» **What to do**
Give back every line of the data below exactly.
++++ Data for processing
// ABOUTME: Decision task: fires the actions of the first rule whose condition holds
// ABOUTME: Returns true when a rule matched and false otherwise

use async_trait::async_trait;
use serde::Deserialize;
use serde_json::Value;
use tracing::{debug, info, warn};

use super::TaskHandler;
use crate::engine::error::{EngineError, Result};
use crate::engine::ExecutionContext;
use crate::model::Task;
use crate::template::{Condition, VariableResolver};

pub struct DecisionHandler;

#[derive(Debug, Clone, Deserialize)]
struct Rule {
    #[serde(default)]
    condition: Option<Value>,
    #[serde(default)]
    actions: Vec<Action>,
}

#[derive(Debug, Clone, Deserialize)]
#[serde(tag = "type", rename_all = "snake_case")]
enum Action {
    /// `value` is resolved against the instance variables first, so `${...}`
    /// markers inside it expand.
    SetVariable {
        variable: String,
        #[serde(default)]
        value: Value,
    },
    /// Placeholder for an outbound call; accepted and ignored.
    CallApi {
        #[serde(default)]
        url: Option<String>,
    },
    #[serde(other)]
    Unsupported,
}

fn rules(task: &Task) -> Result<Vec<Rule>> {
    match task.config.get("rules") {
        None | Some(Value::Null) => Ok(Vec::new()),
        Some(raw) => serde_json::from_value(raw.clone())
            .map_err(|e| EngineError::invalid_config(&task.id, format!("invalid rules: {}", e))),
    }
}

#[async_trait]
impl TaskHandler for DecisionHandler {
    async fn execute(&self, task: &Task, ctx: &ExecutionContext) -> Result<Value> {
        let rules = rules(task)?;
        let variables = ctx.instance.variables().await;

        let Some((index, rule)) = rules.iter().enumerate().find(|(_, rule)| {
            let condition = rule
                .condition
                .as_ref()
                .map(Condition::from_value)
                .unwrap_or_else(|| Condition::new("eq", Value::from(""), Value::from("")));
            condition.evaluate(&variables)
        }) else {
            debug!(task_id = %task.id, "No decision rule matched");
            return Ok(Value::Bool(false));
        };

        info!(task_id = %task.id, rule = index, "Decision rule matched");
        let resolver = VariableResolver::new(&variables);
        for action in &rule.actions {
            match action {
                Action::SetVariable { variable, value } => {
                    ctx.instance
                        .set_variable(variable.clone(), resolver.resolve(value))
                        .await;
                }
                Action::CallApi { url } => {
                    debug!(task_id = %task.id, ?url, "call_api action is not wired to a transport");
                }
                Action::Unsupported => {
                    warn!(task_id = %task.id, "Ignoring unsupported decision action");
                }
            }
        }

        Ok(Value::Bool(true))
    }
}

#[cfg(test)]
mod tests {
    use super::*;
    use crate::model::TaskType;
    use crate::tasks::test_context;
    use serde_json::json;

    fn triage() -> Task {
        Task::new("triage", TaskType::Decision).with_config(json!({
            "rules": [
                {
                    "condition": {"operator": "gt", "left": "$risk", "right": 0.8},
                    "actions": [{"type": "set_variable", "variable": "pathway", "value": "urgent"}]
                },
                {
                    "condition": {"operator": "gt", "left": "$risk", "right": 0.5},
                    "actions": [
                        {"type": "set_variable", "variable": "pathway", "value": "review-${ward}"},
                        {"type": "call_api", "url": "https://ehr.local/flag"},
                        {"type": "page_someone"}
                    ]
                }
            ]
        }))
    }

    #[tokio::test]
    async fn test_first_matching_rule_only() {
        let ctx = test_context(json!({"risk": 0.9}));

        let output = DecisionHandler.execute(&triage(), &ctx).await.unwrap();

        assert_eq!(output, json!(true));
        assert_eq!(ctx.instance.variable("pathway").await, Some(json!("urgent")));
    }

    #[tokio::test]
    async fn test_later_rule_and_resolved_value() {
        let ctx = test_context(json!({"risk": 0.6, "ward": "cardio"}));

        let output = DecisionHandler.execute(&triage(), &ctx).await.unwrap();

        assert_eq!(output, json!(true));
        assert_eq!(
            ctx.instance.variable("pathway").await,
            Some(json!("review-cardio"))
        );
    }

    #[tokio::test]
    async fn test_no_match_returns_false() {
        let ctx = test_context(json!({"risk": 0.1}));

        let output = DecisionHandler.execute(&triage(), &ctx).await.unwrap();

        assert_eq!(output, json!(false));
        assert_eq!(ctx.instance.variable("pathway").await, None);
    }

    #[tokio::test]
    async fn test_rule_without_condition_always_matches() {
        let ctx = test_context(json!({}));
        let task = Task::new("default", TaskType::Decision).with_config(json!({
            "rules": [{"actions": [{"type": "set_variable", "variable": "seen", "value": true}]}]
        }));

        assert_eq!(DecisionHandler.execute(&task, &ctx).await.unwrap(), json!(true));
        assert_eq!(ctx.instance.variable("seen").await, Some(json!(true)));
    }

    #[tokio::test]
    async fn test_malformed_rules() {
        let task = Task::new("bad", TaskType::Decision).with_config(json!({"rules": "nope"}));
        let error = DecisionHandler
            .execute(&task, &test_context(json!({})))
            .await
            .unwrap_err();
        assert!(matches!(error, EngineError::InvalidConfiguration { .. }));
    }
}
++++++++
» **Exercise response**
// ABOUTME: Decision task: fires the actions of the first rule whose condition holds
// ABOUTME: Returns true when a rule matched and false otherwise

use async_trait::async_trait;
use serde::Deserialize;
use serde_json::Value;
use tracing::{debug, info, warn};

use super::TaskHandler;
use crate::engine::error::{EngineError, Result};
use crate::engine::ExecutionContext;
use crate::model::Task;
use crate::template::{Condition, VariableResolver};

pub struct DecisionHandler;

#[derive(Debug, Clone, Deserialize)]
struct Rule {
    #[serde(default)]
    condition: Option<Value>,
    #[serde(default)]
    actions: Vec<Action>,
}

#[derive(Debug, Clone, Deserialize)]
#[serde(tag = "type", rename_all = "snake_case")]
enum Action {
    /// `value` is resolved against the instance variables first, so `${...}`
    /// markers inside it expand.
    SetVariable {
        variable: String,
        #[serde(default)]
        value: Value,
    },
    /// Placeholder for an outbound call; accepted and ignored.
    CallApi {
        #[serde(default)]
        url: Option<String>,
    },
    #[serde(other)]
    Unsupported,
}

fn rules(task: &Task) -> Result<Vec<Rule>> {
    match task.config.get("rules") {
        None | Some(Value::Null) => Ok(Vec::new()),
        Some(raw) => serde_json::from_value(raw.clone())
            .map_err(|e| EngineError::invalid_config(&task.id, format!("invalid rules: {}", e))),
    }
}

#[async_trait]
impl TaskHandler for DecisionHandler {
    async fn execute(&self, task: &Task, ctx: &ExecutionContext) -> Result<Value> {
        let rules = rules(task)?;
        let variables = ctx.instance.variables().await;

        let Some((index, rule)) = rules.iter().enumerate().find(|(_, rule)| {
            let condition = rule
                .condition
                .as_ref()
                .map(Condition::from_value)
                .unwrap_or_else(|| Condition::new("eq", Value::from(""), Value::from("")));
            condition.evaluate(&variables)
        }) else {
            debug!(task_id = %task.id, "No decision rule matched");
            return Ok(Value::Bool(false));
        };

        info!(task_id = %task.id, rule = index, "Decision rule matched");
        let resolver = VariableResolver::new(&variables);
        for action in &rule.actions {
            match action {
                Action::SetVariable { variable, value } => {
                    ctx.instance
                        .set_variable(variable.clone(), resolver.resolve(value))
                        .await;
                }
                Action::CallApi { url } => {
                    debug!(task_id = %task.id, ?url, "call_api action is not wired to a transport");
                }
                Action::Unsupported => {
                    warn!(task_id = %task.id, "Ignoring unsupported decision action");
                }
            }
        }

        Ok(Value::Bool(true))
    }
}

#[cfg(test)]
mod tests {
    use super::*;
    use crate::model::TaskType;
    use crate::tasks::test_context;
    use serde_json::json;

    fn triage() -> Task {
        Task::new("triage", TaskType::Decision).with_config(json!({
            "rules": [
                {
                    "condition": {"operator": "gt", "left": "$risk", "right": 0.8},
                    "actions": [{"type": "set_variable", "variable": "pathway", "value": "urgent"}]
                },
                {
                    "condition": {"operator": "gt", "left": "$risk", "right": 0.5},
                    "actions": [
                        {"type": "set_variable", "variable": "pathway", "value": "review-${ward}"},
                        {"type": "call_api", "url": "https://ehr.local/flag"},
                        {"type": "page_someone"}
                    ]
                }
            ]
        }))
    }

    #[tokio::test]
    async fn test_first_matching_rule_only() {
        let ctx = test_context(json!({"risk": 0.9}));

        let output = DecisionHandler.execute(&triage(), &ctx).await.unwrap();

        assert_eq!(output, json!(true));
        assert_eq!(ctx.instance.variable("pathway").await, Some(json!("urgent")));
    }

    #[tokio::test]
    async fn test_later_rule_and_resolved_value() {
        let ctx = test_context(json!({"risk": 0.6, "ward": "cardio"}));

        let output = DecisionHandler.execute(&triage(), &ctx).await.unwrap();

        assert_eq!(output, json!(true));
        assert_eq!(
            ctx.instance.variable("pathway").await,
            Some(json!("review-cardio"))
        );
    }

    #[tokio::test]
    async fn test_no_match_returns_false() {
        let ctx = test_context(json!({"risk": 0.1}));

        let output = DecisionHandler.execute(&triage(), &ctx).await.unwrap();

        assert_eq!(output, json!(false));
        assert_eq!(ctx.instance.variable("pathway").await, None);
    }

    #[tokio::test]
    async fn test_rule_without_condition_always_matches() {
        let ctx = test_context(json!({}));
        let task = Task::new("default", TaskType::Decision).with_config(json!({
            "rules": [{"actions": [{"type": "set_variable", "variable": "seen", "value": true}]}]
        }));

        assert_eq!(DecisionHandler.execute(&task, &ctx).await.unwrap(), json!(true));
        assert_eq!(ctx.instance.variable("seen").await, Some(json!(true)));
    }

    #[tokio::test]
    async fn test_malformed_rules() {
        let task = Task::new("bad", TaskType::Decision).with_config(json!({"rules": "nope"}));
        let error = DecisionHandler
            .execute(&task, &test_context(json!({})))
            .await
            .unwrap_err();
        assert!(matches!(error, EngineError::InvalidConfiguration { .. }));
    }
}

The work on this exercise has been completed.